Beschwerdefrist von sechs auf vier Monate verkürzt
Diese Intransparenz rüttelt an der Legitimität des Gerichtshofs. Denn so entsteht der Eindruck, dass die sehr hohe Nichteintretensrate nicht das Ergebnis einer genauen Prüfung der Beschwerden ist, sondern bloss dem Abarbeiten der Pendenzen dient. Die Quote der Nichteintretensentscheide ist mit 90 Prozent extrem hoch. Das zeigt der Vergleich mit dem Schweizer Bundesgericht: Dieses trat letztes Jahr in gut 50 Prozent der Fälle auf die Beschwerden ein.
Keller erwähnt an ihrem Vortrag an der Uni Zürich weitere Massnahmen des Gerichtshofs, die den Zugang erschweren. So wurde etwa die Beschwerdefrist 2022 von sechs auf vier Monate gekürzt. Zudem gebe es formale Hürden: Wenn zum Beispiel unklar sei, gegen welches Land sich die Beschwerde richte, weil das entsprechende Kästchen auf dem Einreicheformular nicht angekreuzt sei, erfolge eine Abschreibung wegen formaler Gründe.
Immerhin kann man die Beschwerde bei einem formalen Fehler korrigieren und noch einmal einreichen. Dies aber nur, solange die Beschwerdefrist noch läuft.
De Weck empfiehlt, die Beschwerden so früh wie möglich einzureichen. Denn es könne Wochen dauern, bis der Gerichtshof über einen formalen Fehler via Postweg informiert. Keller wie de Weck teilen die Kritik, dass der Gerichtshof die Staaten oft wegen überspitzten Formalismus rügt, selbst aber auch so vorgeht.
Nationale Gerichte sind gefordert
Der heute 91-jährige Anwalt Ludwig A. Minelli reichte 1976 in Strassburg die erste Beschwerde gegen die Schweiz ein. Er lobt die innovative Arbeit des EGMR wie etwa im Fall der Klimaseniorinnen. Der Gerichtshof sei aber seit Jahrzehnten überlastet.

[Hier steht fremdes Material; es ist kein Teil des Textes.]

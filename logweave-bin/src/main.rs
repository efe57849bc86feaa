use anyhow::{Context, Result, bail};
use clap::Parser;
use logweave_core::{
    Change, FilterChain, FilteredLogSource, InMemoryLogSource, Level, LineParser, LogEntry,
    LogSource, LogSourceExt, LogSourceSearch, MergedLogSource, MultiLineLogSource, PipelineDesc,
    Rows, Section, TaskScheduler, ThreadTaskScheduler,
};
use logweave_file::TextLogSource;
use logweave_parser::TextLineParser;
use simplelog::{ColorChoice, Config, LevelFilter, TermLogger, TerminalMode, WriteLogger};
use std::{
    fs::File,
    io::{self, BufRead, BufWriter, Write},
    path::{Path, PathBuf},
    sync::Arc,
    thread,
    time::Duration,
};

/// how often the front end looks at the pipeline
const REFRESH_INTERVAL: Duration = Duration::from_millis(20);

#[derive(Debug, Parser)]
#[command(version, about = "Tail, assemble, merge and search plain-text logs")]
struct Args {
    /// Log files to read, `-` reads standard input
    #[arg(required = true)]
    files: Vec<PathBuf>,

    /// Case-insensitive text to search for
    #[arg(long, value_name = "TERM")]
    search: Option<String>,

    /// Hide entries less severe than this (trace, debug, info, warn, error, fatal)
    #[arg(long, value_name = "LEVEL")]
    level: Option<Level>,

    /// Only show entries containing this text (case-insensitive)
    #[arg(long, value_name = "TEXT")]
    filter: Option<String>,

    /// Interpret --filter as a regular expression
    #[arg(long, requires = "filter")]
    regex: bool,

    /// Hide the entries matching --filter instead
    #[arg(long, requires = "filter")]
    invert: bool,

    /// Treat every line as its own entry
    #[arg(long)]
    single_line: bool,

    /// Keep running and print rows as they arrive
    #[arg(long, short)]
    follow: bool,

    /// Write debug logs to this file
    #[arg(long, value_name = "PATH")]
    debug_log: Option<PathBuf>,

    /// Idle delay between file polls, in milliseconds
    #[arg(long, default_value_t = 100)]
    poll_interval_ms: u64,
}

impl Args {
    fn desc(&self) -> PipelineDesc {
        PipelineDesc {
            poll_interval: Duration::from_millis(self.poll_interval_ms),
            multi_line: !self.single_line,
            search_term: self.search.clone(),
            min_level: self.level,
            filter: self.filter.clone(),
            filter_is_regex: self.regex,
            invert_filter: self.invert,
            ..PipelineDesc::default()
        }
    }
}

fn setup_logger(debug_log: Option<&Path>) -> Result<()> {
    match debug_log {
        Some(path) => {
            let file = File::create(path)
                .with_context(|| format!("cannot create debug log {}", path.display()))?;
            WriteLogger::init(LevelFilter::Debug, Config::default(), file)?;
        }
        None => TermLogger::init(
            LevelFilter::Warn,
            Config::default(),
            TerminalMode::Stderr,
            ColorChoice::Auto,
        )?,
    }
    Ok(())
}

/// A chain of sources ending in the view that gets printed.
struct Pipeline {
    inputs: Vec<(String, Arc<dyn LogSource>)>,
    view: Arc<dyn LogSource>,
    search: Option<LogSourceSearch>,
    multi_source: bool,
}

fn read_stdin(parser: &dyn LineParser) -> Result<Arc<InMemoryLogSource>> {
    let source = Arc::new(InMemoryLogSource::new());
    for line in io::stdin().lock().lines() {
        let line = line.context("cannot read standard input")?;
        let parsed = parser.parse(&line);
        source.add_entry(line, parsed.level, parsed.timestamp);
    }
    Ok(source)
}

fn build_pipeline(
    scheduler: Arc<dyn TaskScheduler>,
    files: &[PathBuf],
    desc: &PipelineDesc,
) -> Result<Pipeline> {
    let parser = Arc::new(TextLineParser::new());

    let mut inputs = Vec::with_capacity(files.len());
    for path in files {
        let source: Arc<dyn LogSource> = if path.as_os_str() == "-" {
            read_stdin(parser.as_ref())?
        } else {
            Arc::new(TextLogSource::new(
                scheduler.clone(),
                path,
                parser.clone(),
                desc,
            ))
        };
        inputs.push((path.display().to_string(), source));
    }

    let mut stages: Vec<Arc<dyn LogSource>> = inputs
        .iter()
        .map(|(_, source)| {
            if desc.multi_line {
                Arc::new(MultiLineLogSource::with_batch_size(
                    scheduler.clone(),
                    source.clone(),
                    desc.max_wait,
                    desc.max_batch_size,
                )) as Arc<dyn LogSource>
            } else {
                source.clone()
            }
        })
        .collect();

    let multi_source = stages.len() > 1;
    let mut view: Arc<dyn LogSource> = match stages.len() {
        0 => bail!("no input files"),
        1 => stages.remove(0),
        _ => Arc::new(MergedLogSource::new(scheduler.clone(), stages, desc.max_wait)),
    };

    let filter = FilterChain::from_desc(desc).context("invalid --filter expression")?;
    let filtered = filter.is_some();
    if let Some(filter) = filter {
        view = Arc::new(FilteredLogSource::with_batch_size(
            scheduler.clone(),
            view,
            None,
            Some(Arc::new(filter)),
            desc.max_wait,
            desc.max_batch_size,
        ));
    }

    let search = desc
        .search_term
        .as_ref()
        .map(|term| LogSourceSearch::new(scheduler.clone(), view.clone(), term.clone(), desc.max_wait));

    log::debug!(
        "Pipeline: {} input(s), multi-line: {}, filtered: {}, search: {:?}",
        inputs.len(),
        desc.multi_line,
        filtered,
        desc.search_term
    );

    Ok(Pipeline {
        inputs,
        view,
        search,
        multi_source,
    })
}

fn format_row(entry: &LogEntry, multi_source: bool, marker: char) -> String {
    let mut row = String::new();
    row.push(marker);
    if multi_source {
        if let Some(source_id) = entry.source_id {
            row.push_str(&format!("[{}] ", source_id));
        }
    }
    row.push_str(&entry.raw_content);
    row
}

impl Pipeline {
    fn is_complete(&self) -> bool {
        self.view.end_of_source_reached()
            && self
                .search
                .as_ref()
                .is_none_or(|search| search.is_caught_up())
    }

    fn report_errors(&self) {
        for (name, source) in &self.inputs {
            if let Some(error) = source.properties().error {
                eprintln!("{}: {}", name, error);
            }
        }
    }

    /// print the finished view, or only the matching rows when searching
    fn print_all(&self, out: &mut impl Write) -> Result<()> {
        let count = self.view.count();
        match &self.search {
            Some(search) => {
                let matches = search.matches();
                let mut rows: Vec<usize> = matches.iter().map(|m| m.line_index).collect();
                rows.dedup();
                for entry in self.view.entries(Rows::Indices(&rows)) {
                    writeln!(out, "{}", format_row(&entry, self.multi_source, ' '))?;
                }
                eprintln!("{} match(es) in {} row(s)", matches.len(), rows.len());
            }
            None => {
                for entry in self.view.entries(Rows::Range(Section::new(0, count))) {
                    writeln!(out, "{}", format_row(&entry, self.multi_source, ' '))?;
                }
            }
        }
        out.flush()?;
        Ok(())
    }

    fn follow(&self, desc: &PipelineDesc, out: &mut impl Write) -> Result<()> {
        let subscription = self.view.subscribe(desc.max_wait, desc.max_batch_size);
        let matches = self.search.as_ref().map(|search| search.subscribe());
        // rows below this were printed before, printing them again replaces them
        let mut printed = 0;

        loop {
            for change in subscription.drain() {
                match change {
                    Change::Reset if printed > 0 => eprintln!("-- reset --"),
                    Change::Append(section) => {
                        let entries = self.view.entries(Rows::Range(section));
                        for (row, entry) in section.indices().zip(&entries) {
                            let marker = if row < printed { '~' } else { ' ' };
                            writeln!(out, "{}", format_row(entry, self.multi_source, marker))?;
                        }
                        printed = printed.max(section.end());
                    }
                    _ => {}
                }
            }
            out.flush()?;

            if let Some(receiver) = &matches {
                if let Some(latest) = receiver.try_iter().last() {
                    eprintln!("-- {} match(es) --", latest.len());
                }
            }
            thread::sleep(REFRESH_INTERVAL);
        }
    }
}

fn main() -> Result<()> {
    let args = Args::parse();
    setup_logger(args.debug_log.as_deref())?;

    let desc = args.desc();
    let scheduler: Arc<dyn TaskScheduler> = Arc::new(ThreadTaskScheduler::new());
    let pipeline = build_pipeline(scheduler, &args.files, &desc)?;

    let stdout = io::stdout();
    let mut out = BufWriter::new(stdout.lock());
    if args.follow {
        return pipeline.follow(&desc, &mut out);
    }

    while !pipeline.is_complete() {
        thread::sleep(REFRESH_INTERVAL);
    }
    pipeline.report_errors();
    pipeline.print_all(&mut out)
}
//! Simple example: an in-memory source fed by a producer thread.
//!
//! This demonstrates the smallest useful pipeline:
//! - Append raw lines to an `InMemoryLogSource`
//! - Assemble them into entries with `MultiLineLogSource`
//! - Search the entries with `LogSourceSearch`
//!
//! Run with: cargo run --example simple

use logweave_core::{
    InMemoryLogSource, Level, LogSource, LogSourceExt, LogSourceSearch, MultiLineLogSource,
    PipelineDesc, Rows, Section, ThreadTaskScheduler,
};
use std::{sync::Arc, thread, time::Duration};

fn main() {
    let desc = PipelineDesc::default();
    let scheduler = Arc::new(ThreadTaskScheduler::new());
    let raw = Arc::new(InMemoryLogSource::new());
    let entries = Arc::new(MultiLineLogSource::new(
        scheduler.clone(),
        raw.clone(),
        desc.max_wait,
    ));
    let search = LogSourceSearch::new(scheduler.clone(), entries.clone(), "timeout", desc.max_wait);

    // generate a request log with an occasional stack of detail lines
    let producer = {
        let raw = raw.clone();
        thread::spawn(move || {
            for counter in 1..=20 {
                if counter % 5 == 0 {
                    raw.add_entry(format!("request #{} failed", counter), Level::Error, None);
                    raw.add_entry("  caused by: timeout", Level::None, None);
                } else {
                    raw.add_entry(format!("request #{} ok", counter), Level::Info, None);
                }
                thread::sleep(Duration::from_millis(10));
            }
        })
    };
    let _ = producer.join();

    while !entries.end_of_source_reached() || !search.is_caught_up() {
        thread::sleep(Duration::from_millis(10));
    }

    for entry in entries.entries(Rows::Range(Section::new(0, entries.count()))) {
        println!(
            "{:>3} {:<5} {}",
            entry.entry_index.unwrap_or_default(),
            entry.level,
            entry.raw_content
        );
    }
    println!("{} line(s) mention a timeout", search.count());
}
use std::fmt;

/// a contiguous range of rows, `[start, start + count)`
#[derive(Debug, Clone, Copy, PartialEq, Eq, Hash, Default)]
pub struct Section {
    pub start: usize,
    pub count: usize,
}

impl Section {
    pub fn new(start: usize, count: usize) -> Self {
        Self { start, count }
    }

    /// one past the last row of this section
    pub fn end(&self) -> usize {
        self.start + self.count
    }

    pub fn is_empty(&self) -> bool {
        self.count == 0
    }

    pub fn contains(&self, index: usize) -> bool {
        index >= self.start && index < self.end()
    }

    pub fn indices(&self) -> std::ops::Range<usize> {
        self.start..self.end()
    }

    /// smallest section starting at zero that covers both `self` and `other`
    pub fn bounding(&self, other: Section) -> Section {
        let end = self.end().max(other.end());
        Section::new(0, end)
    }
}

/// Unit of change carried from a source to each of its listeners.
///
/// Listeners must apply changes in the order they were emitted: an
/// [`Change::Invalidate`] followed by an [`Change::Append`] over the same rows
/// is how a row's interpretation changes, there is no in-place update.
#[derive(Debug, Clone, Copy, PartialEq, Eq, Hash)]
pub enum Change {
    /// `count` new rows exist starting at `start`
    Append(Section),
    /// rows from `start` onwards are void until re-described by an append
    Invalidate(Section),
    /// every previously announced row is void
    Reset,
}

impl Change {
    pub fn append(start: usize, count: usize) -> Self {
        Change::Append(Section::new(start, count))
    }

    pub fn invalidate(start: usize, count: usize) -> Self {
        Change::Invalidate(Section::new(start, count))
    }

    pub fn is_reset(&self) -> bool {
        matches!(self, Change::Reset)
    }

    pub fn is_invalidate(&self) -> bool {
        matches!(self, Change::Invalidate(_))
    }

    /// section affected by this change, `None` for resets
    pub fn section(&self) -> Option<Section> {
        match self {
            Change::Append(section) | Change::Invalidate(section) => Some(*section),
            Change::Reset => None,
        }
    }
}

impl fmt::Display for Change {
    fn fmt(&self, f: &mut fmt::Formatter<'_>) -> fmt::Result {
        match self {
            Change::Append(s) => write!(f, "Append({}, {})", s.start, s.count),
            Change::Invalidate(s) => write!(f, "Invalidate({}, {})", s.start, s.count),
            Change::Reset => write!(f, "Reset"),
        }
    }
}

#[cfg(test)]
mod tests {
    use super::*;

    #[test]
    fn test_section_end() {
        assert_eq!(Section::new(3, 4).end(), 7);
        assert!(Section::new(3, 0).is_empty());
    }

    #[test]
    fn test_section_bounding() {
        let known = Section::new(0, 5);
        assert_eq!(known.bounding(Section::new(5, 3)), Section::new(0, 8));
        assert_eq!(known.bounding(Section::new(1, 2)), Section::new(0, 5));
    }

    #[test]
    fn test_change_display() {
        assert_eq!(Change::append(0, 2).to_string(), "Append(0, 2)");
        assert_eq!(Change::invalidate(1, 1).to_string(), "Invalidate(1, 1)");
        assert_eq!(Change::Reset.to_string(), "Reset");
    }
}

Minelli hat Verständnis für die Massnahmen des Gerichtshofs, doch die «Gefahr eines überspitzten Formalismus» sei ernst zu nehmen. Er sieht die nationalen Gerichte in der Verantwortung, welche die Menschenrechte schon im vorherigen Verfahren zu schützen haben. Auch Helen Keller sieht die Lösung der Überlastung in einer Stärkung der nationalen Gerichte.